The Silver Cord, by contrast, is a full-hearted and purposeful embrace of electronic equipment and, indeed, electronic music in its own right. It goes without saying that Kraftwerk were an influence, as they are for any artist who picks up a synthesiser. A more keen reference point, however, is the work of Italian composer, producer and synthesiser pioneer Giorgio Moroder, in particular his collaborations with Donna Summer – and particularly in particular, the extended 12” mixes of their tracks together, when the disco anthems channelled their inner motorik inspiration and set the controls of their molten grooves for the heart of the sun.

 

And it’s here that The Silver Cord does something no King Gizzard album has ever attempted before – becoming an album with a split personality and of divergent possibilities.
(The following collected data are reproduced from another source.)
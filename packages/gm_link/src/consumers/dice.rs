//! Recent dice results, newest first.

use std::collections::VecDeque;
use std::sync::RwLock;

use super::{Consumer, read, write};
use crate::error::ListenerError;
use crate::events::{EventKind, Listener, ServerEvent};
use crate::models::DiceResult;

pub const HISTORY_LIMIT: usize = 50;

#[derive(Default)]
pub struct DiceLog {
    history: RwLock<VecDeque<DiceResult>>,
}

impl DiceLog {
    pub fn new() -> Self {
        Self::default()
    }

    pub fn last(&self) -> Option<DiceResult> {
        read(&self.history).front().cloned()
    }

    pub fn history(&self) -> Vec<DiceResult> {
        read(&self.history).iter().cloned().collect()
    }

    pub fn clear(&self) {
        write(&self.history).clear();
    }

    fn push(&self, result: DiceResult) {
        let mut history = write(&self.history);
        history.push_front(result);
        history.truncate(HISTORY_LIMIT);
    }
}

impl Listener for DiceLog {
    fn name(&self) -> &'static str {
        "dice"
    }

    fn on_event(&self, event: &ServerEvent) -> Result<(), ListenerError> {
        match event {
            ServerEvent::DiceResult(result) => self.push(result.clone()),
            ServerEvent::SessionEnded(_) => self.clear(),
            _ => {}
        }
        Ok(())
    }
}

impl Consumer for DiceLog {
    const EVENTS: &'static [EventKind] = &[EventKind::DiceResult, EventKind::SessionEnded];
}
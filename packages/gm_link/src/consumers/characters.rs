//! Characters visible in the session, plus the locally selected one.

use std::sync::RwLock;

use tracing::debug;

use super::{Consumer, ResyncScope, ResyncSender, read, write};
use crate::error::ListenerError;
use crate::events::{EventKind, Listener, ServerEvent};
use crate::models::Character;

#[derive(Debug, Clone, Default, PartialEq, Eq)]
pub struct CharacterState {
    pub characters: Vec<Character>,
    pub selected: Option<i64>,
}

pub struct CharacterRoster {
    state: RwLock<CharacterState>,
    resync: ResyncSender,
}

impl CharacterRoster {
    pub fn new(resync: ResyncSender) -> Self {
        Self {
            state: RwLock::new(CharacterState::default()),
            resync,
        }
    }

    pub fn snapshot(&self) -> CharacterState {
        read(&self.state).clone()
    }

    pub fn characters(&self) -> Vec<Character> {
        read(&self.state).characters.clone()
    }

    pub fn character(&self, character_id: i64) -> Option<Character> {
        read(&self.state)
            .characters
            .iter()
            .find(|c| c.id == character_id)
            .cloned()
    }

    pub fn selected(&self) -> Option<Character> {
        let state = read(&self.state);
        let id = state.selected?;
        state.characters.iter().find(|c| c.id == id).cloned()
    }

    /// Returns false when the character is not held.
    pub fn select(&self, character_id: Option<i64>) -> bool {
        let mut state = write(&self.state);
        match character_id {
            Some(id) if !state.characters.iter().any(|c| c.id == id) => false,
            other => {
                state.selected = other;
                true
            }
        }
    }

    pub fn replace_characters(&self, characters: Vec<Character>) {
        let mut state = write(&self.state);
        let still_held = state
            .selected
            .is_none_or(|id| characters.iter().any(|c| c.id == id));
        if !still_held {
            state.selected = None;
        }
        state.characters = characters;
        debug!(count = state.characters.len(), "characters replaced");
    }

    /// Local result of a successful create or update: the full record the
    /// service returned, written whole, exactly as the echo would write it.
    pub fn upsert_local(&self, character: Character) {
        let mut state = write(&self.state);
        match state.characters.iter_mut().find(|c| c.id == character.id) {
            Some(existing) => *existing = character,
            None => state.characters.push(character),
        }
    }

    pub fn clear(&self) {
        *write(&self.state) = CharacterState::default();
    }

    fn replace_known(&self, character: &Character) -> bool {
        let mut state = write(&self.state);
        match state.characters.iter_mut().find(|c| c.id == character.id) {
            Some(existing) => {
                *existing = character.clone();
                true
            }
            None => false,
        }
    }

    fn set_hp(&self, character_id: i64, hp: i32) -> bool {
        let mut state = write(&self.state);
        match state.characters.iter_mut().find(|c| c.id == character_id) {
            Some(character) => {
                character.current_hp = hp;
                true
            }
            None => false,
        }
    }
}

impl Listener for CharacterRoster {
    fn name(&self) -> &'static str {
        "characters"
    }

    fn on_event(&self, event: &ServerEvent) -> Result<(), ListenerError> {
        match event {
            ServerEvent::CharacterCreated(created) => {
                let mut state = write(&self.state);
                if !state.characters.iter().any(|c| c.id == created.character.id) {
                    state.characters.push(created.character.clone());
                }
            }
            ServerEvent::CharacterUpdated(updated) => {
                if !self.replace_known(&updated.character) {
                    self.resync
                        .request(ResyncScope::Characters, "character_updated for unknown character");
                }
            }
            ServerEvent::CharacterDeleted(deleted) => {
                let mut state = write(&self.state);
                state.characters.retain(|c| c.id != deleted.character_id);
                if state.selected == Some(deleted.character_id) {
                    state.selected = None;
                }
            }
            ServerEvent::HpChanged(changed) => {
                if !self.set_hp(changed.character_id, changed.hp) {
                    self.resync
                        .request(ResyncScope::Characters, "hp_changed for unknown character");
                }
            }
            ServerEvent::SessionEnded(_) => self.clear(),
            _ => {}
        }
        Ok(())
    }
}

impl Consumer for CharacterRoster {
    const EVENTS: &'static [EventKind] = &[
        EventKind::CharacterCreated,
        EventKind::CharacterUpdated,
        EventKind::CharacterDeleted,
        EventKind::HpChanged,
        EventKind::SessionEnded,
    ];
}

#[cfg(test)]
mod tests {
    use super::*;
    use crate::events::protocol::{CharacterChanged, CharacterDeleted, HpChanged};

    fn roster() -> (CharacterRoster, tokio::sync::mpsc::UnboundedReceiver<ResyncScope>) {
        let (resync, rx) = ResyncSender::channel();
        (CharacterRoster::new(resync), rx)
    }

    fn character(id: i64, hp: i32) -> Character {
        Character {
            id,
            player_id: 1,
            name: format!("hero{id}"),
            max_hp: 20,
            current_hp: hp,
            ..Character::default()
        }
    }

    fn created(c: Character) -> ServerEvent {
        ServerEvent::CharacterCreated(CharacterChanged { character: c })
    }

    #[test]
    fn test_created_is_add_if_absent() {
        let (roster, _rx) = roster();
        roster.upsert_local(character(1, 20));
        roster.on_event(&created(character(1, 20))).unwrap();
        assert_eq!(roster.characters().len(), 1);
    }

    #[test]
    fn test_updated_replaces_or_resyncs() {
        let (roster, mut rx) = roster();
        roster.on_event(&created(character(1, 20))).unwrap();

        let mut renamed = character(1, 20);
        renamed.name = "Renamed".into();
        roster
            .on_event(&ServerEvent::CharacterUpdated(CharacterChanged {
                character: renamed,
            }))
            .unwrap();
        assert_eq!(roster.character(1).unwrap().name, "Renamed");
        assert!(rx.try_recv().is_err());

        roster
            .on_event(&ServerEvent::CharacterUpdated(CharacterChanged {
                character: character(2, 5),
            }))
            .unwrap();
        assert_eq!(rx.try_recv().unwrap(), ResyncScope::Characters);
        assert!(roster.character(2).is_none());
    }

    #[test]
    fn test_hp_changed() {
        let (roster, mut rx) = roster();
        roster.on_event(&created(character(1, 20))).unwrap();
        roster
            .on_event(&ServerEvent::HpChanged(HpChanged {
                character_id: 1,
                hp: 13,
                damage: Some(7),
                heal: None,
            }))
            .unwrap();
        assert_eq!(roster.character(1).unwrap().current_hp, 13);

        roster
            .on_event(&ServerEvent::HpChanged(HpChanged {
                character_id: 99,
                hp: 1,
                damage: None,
                heal: Some(1),
            }))
            .unwrap();
        assert_eq!(rx.try_recv().unwrap(), ResyncScope::Characters);
    }

    #[test]
    fn test_deleted_clears_selection() {
        let (roster, _rx) = roster();
        roster.replace_characters(vec![character(1, 20), character(2, 20)]);
        assert!(roster.select(Some(2)));
        assert!(!roster.select(Some(7)));

        roster
            .on_event(&ServerEvent::CharacterDeleted(CharacterDeleted { character_id: 2 }))
            .unwrap();
        assert!(roster.selected().is_none());
        assert_eq!(roster.characters().len(), 1);
    }

    #[test]
    fn test_replace_drops_stale_selection() {
        let (roster, _rx) = roster();
        roster.replace_characters(vec![character(1, 20)]);
        roster.select(Some(1));
        roster.replace_characters(vec![character(3, 20)]);
        assert_eq!(roster.snapshot().selected, None);
    }
}
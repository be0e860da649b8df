//! Maps and the tokens placed on them.
//!
//! Token additions are add-if-absent by id and token updates are field-wise
//! overwrites, so applying the local result of a request and the echoed event
//! in either order leaves the same board. Any event that refers to a map or
//! token this board does not hold triggers a refetch of all maps.

use std::sync::RwLock;

use tracing::debug;

use super::{Consumer, ResyncScope, ResyncSender, read, write};
use crate::error::ListenerError;
use crate::events::protocol::{TokenAdded, TokenRemoved, TokenUpdated};
use crate::events::{EventKind, Listener, ServerEvent};
use crate::models::{GameMap, MapToken, TokenPatch};

#[derive(Debug, Clone, Default, PartialEq)]
pub struct BoardState {
    pub maps: Vec<GameMap>,
    pub active_map_id: Option<String>,
}

impl BoardState {
    fn map_mut(&mut self, map_id: &str) -> Option<&mut GameMap> {
        self.maps.iter_mut().find(|m| m.id == map_id)
    }

    fn add_map(&mut self, map: GameMap) -> bool {
        if self.maps.iter().any(|m| m.id == map.id) {
            return false;
        }
        if map.is_active {
            self.active_map_id = Some(map.id.clone());
        }
        self.maps.push(map);
        true
    }

    fn activate(&mut self, map_id: &str) -> bool {
        if !self.maps.iter().any(|m| m.id == map_id) {
            return false;
        }
        for map in &mut self.maps {
            map.is_active = map.id == map_id;
        }
        self.active_map_id = Some(map_id.to_string());
        true
    }

    /// `None` when the map is unknown.
    fn add_token(&mut self, map_id: &str, token: MapToken) -> Option<bool> {
        let map = self.map_mut(map_id)?;
        if map.token(&token.id).is_some() {
            return Some(false);
        }
        map.tokens.push(token);
        Some(true)
    }

    /// `None` when the map is unknown.
    fn remove_token(&mut self, map_id: &str, token_id: &str) -> Option<bool> {
        let map = self.map_mut(map_id)?;
        let before = map.tokens.len();
        map.tokens.retain(|t| t.id != token_id);
        Some(map.tokens.len() != before)
    }

    /// `None` when the map or token is unknown.
    fn patch_token(&mut self, map_id: &str, token_id: &str, patch: &TokenPatch) -> Option<()> {
        let token = self.map_mut(map_id)?.token_mut(token_id)?;
        patch.apply_to(token);
        Some(())
    }
}

pub struct MapBoard {
    state: RwLock<BoardState>,
    resync: ResyncSender,
}

impl MapBoard {
    pub fn new(resync: ResyncSender) -> Self {
        Self {
            state: RwLock::new(BoardState::default()),
            resync,
        }
    }

    pub fn snapshot(&self) -> BoardState {
        read(&self.state).clone()
    }

    pub fn map(&self, map_id: &str) -> Option<GameMap> {
        read(&self.state).maps.iter().find(|m| m.id == map_id).cloned()
    }

    pub fn active_map(&self) -> Option<GameMap> {
        let state = read(&self.state);
        let active = state.active_map_id.as_deref()?;
        state.maps.iter().find(|m| m.id == active).cloned()
    }

    pub fn token(&self, map_id: &str, token_id: &str) -> Option<MapToken> {
        read(&self.state)
            .maps
            .iter()
            .find(|m| m.id == map_id)?
            .token(token_id)
            .cloned()
    }

    /// Replace every map with a fetched list.
    pub fn replace_maps(&self, maps: Vec<GameMap>) {
        let mut state = write(&self.state);
        state.active_map_id = maps.iter().find(|m| m.is_active).map(|m| m.id.clone());
        state.maps = maps;
        debug!(count = state.maps.len(), "maps replaced");
    }

    pub fn clear(&self) {
        *write(&self.state) = BoardState::default();
    }

    /// Local result of a successful token creation.
    pub fn add_token_local(&self, token: MapToken) {
        let map_id = token.map_id.clone();
        let added = write(&self.state).add_token(&map_id, token);
        if added.is_none() {
            self.resync.request(ResyncScope::Maps, "created token on unknown map");
        }
    }

    /// Local result of a successful token update.
    pub fn update_token_local(&self, map_id: &str, token_id: &str, patch: &TokenPatch) {
        if write(&self.state).patch_token(map_id, token_id, patch).is_none() {
            self.resync.request(ResyncScope::Maps, "updated unknown token");
        }
    }

    /// Local result of a successful token removal.
    pub fn remove_token_local(&self, map_id: &str, token_id: &str) {
        if write(&self.state).remove_token(map_id, token_id).is_none() {
            self.resync.request(ResyncScope::Maps, "removed token on unknown map");
        }
    }

    /// Local result of a successful map creation.
    pub fn add_map_local(&self, map: GameMap) {
        write(&self.state).add_map(map);
    }

    fn on_token_added(&self, added: &TokenAdded) {
        let outcome = write(&self.state).add_token(&added.map_id, added.token.clone());
        match outcome {
            Some(true) => {}
            Some(false) => debug!(token_id = %added.token.id, "token already present"),
            None => self
                .resync
                .request(ResyncScope::Maps, "token_added for unknown map"),
        }
    }

    fn on_token_updated(&self, updated: &TokenUpdated) {
        let applied =
            write(&self.state).patch_token(&updated.map_id, &updated.token_id, &updated.changes);
        if applied.is_none() {
            self.resync
                .request(ResyncScope::Maps, "token_updated for unknown map or token");
        }
    }

    fn on_token_removed(&self, removed: &TokenRemoved) {
        let outcome = write(&self.state).remove_token(&removed.map_id, &removed.token_id);
        match outcome {
            Some(true) => {}
            Some(false) => debug!(token_id = %removed.token_id, "token already gone"),
            None => self
                .resync
                .request(ResyncScope::Maps, "token_removed for unknown map"),
        }
    }
}

impl Listener for MapBoard {
    fn name(&self) -> &'static str {
        "board"
    }

    fn on_event(&self, event: &ServerEvent) -> Result<(), ListenerError> {
        match event {
            ServerEvent::MapCreated(created) => {
                write(&self.state).add_map(created.map.clone());
            }
            ServerEvent::MapChanged(changed) => {
                if !write(&self.state).activate(&changed.map_id) {
                    self.resync
                        .request(ResyncScope::Maps, "map_changed to unknown map");
                }
            }
            ServerEvent::TokenAdded(added) => self.on_token_added(added),
            ServerEvent::TokenUpdated(updated) => self.on_token_updated(updated),
            ServerEvent::TokenRemoved(removed) => self.on_token_removed(removed),
            ServerEvent::SessionEnded(_) => self.clear(),
            _ => {}
        }
        Ok(())
    }
}

impl Consumer for MapBoard {
    const EVENTS: &'static [EventKind] = &[
        EventKind::MapCreated,
        EventKind::MapChanged,
        EventKind::TokenAdded,
        EventKind::TokenUpdated,
        EventKind::TokenRemoved,
        EventKind::SessionEnded,
    ];
}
For The Silver Cord will be available in two incarnations, the first paring these seven tracks back to their hooks, their choruses, their innate pop essence, and respecting the furniture of traditional song form. The second version of the album, however, bulldozes the rules of the three-minute pop hit and lets these cyborg jams run free. The Silver Cord – “Extended Mix” stretches the connecting tissue between each track as far as it can, with Gizz operating as their own disco remixers and exploring the infinite possibilities contained within these extended futurist anthems, building them into astonishing epics unlike anything else in the group’s voluminous catalogue.
“The first version’s really condensed, trimming all the fat,” explains Mackenzie. “And on the second version, that first song, Theia, is 20 minutes long. It’s the ‘everything’ version – those seven songs you’ve already heard on the first version, but with a whole lot of other shit we record while making it. It’s for the heads. I love Donna Summer’s records with Giorgio Moroder, and I’d never listen to the short versions now – I’m one of those people who wants to hear the whole thing. We’re testing the boundaries of people’s attention spans when it comes to listening to music, perhaps – but I’m heavily interested in destroying such concepts.”

 

The group approached the songwriting for The Silver Cord with the same improv impulse that guided its sister album, the thrash epic PetroDragonic Apocalypse, and the preceding Ice, Death, Planets, Lungs, Mushrooms And Lava. Each day, The Gizz entered the studio and improvised these songs into existence from the ground-up, shaping them from their moments of collaborative, on-the-fly inspiration. The difference from those earlier albums, of course, was the equipment they were using, and the influences they were honouring. “We come at electronic music from an amateur angle,” acknowledges Mackenzie. “I play the Juno synthesiser like a guitar, I don’t really know how to play it. But I wanted to be at peace with being the rock band pretending to know how to use modular synthesisers. We’re in uncharted waters, we’re further out to sea, but leaning into it, we got to a spot where we were really happy with what came out.”

 

While the futuristic machine music of The Silver Cord is composed and performed on man-made technology, its lyrical themes lean towards that which is beyond man’s ken: the mystic, the infinite and the magical. “It’s metaphysical,” says Mackenzie, “about the spirit, and about life and death, about ancient myths and gods, meditation and astral travelling. I wanted to make lots of disparate connections.”

 

The fusion of such weighty themes with music that sees The Gizz boldly go where they’ve never gone before is exactly the kind of risky business that is the group’s métier. Their cavalier disregard for safety nets and comfort zones is a defining characteristic, and one that is yielding the best music of their career. And they wouldn’t have it any other way. “It’s liberating to terrify yourself,” Mackenzie grins. “I really believe in that as a philosophy. It’s always been part of our DNA. It’s something we’ve always done, putting ourselves in a position where the cortisol kicks in, pushing ourselves off the bridge and forcing ourselves to swim. Maybe we’ve got the thrill-seeker gene in us or something. It’s definitely my idea of fun.”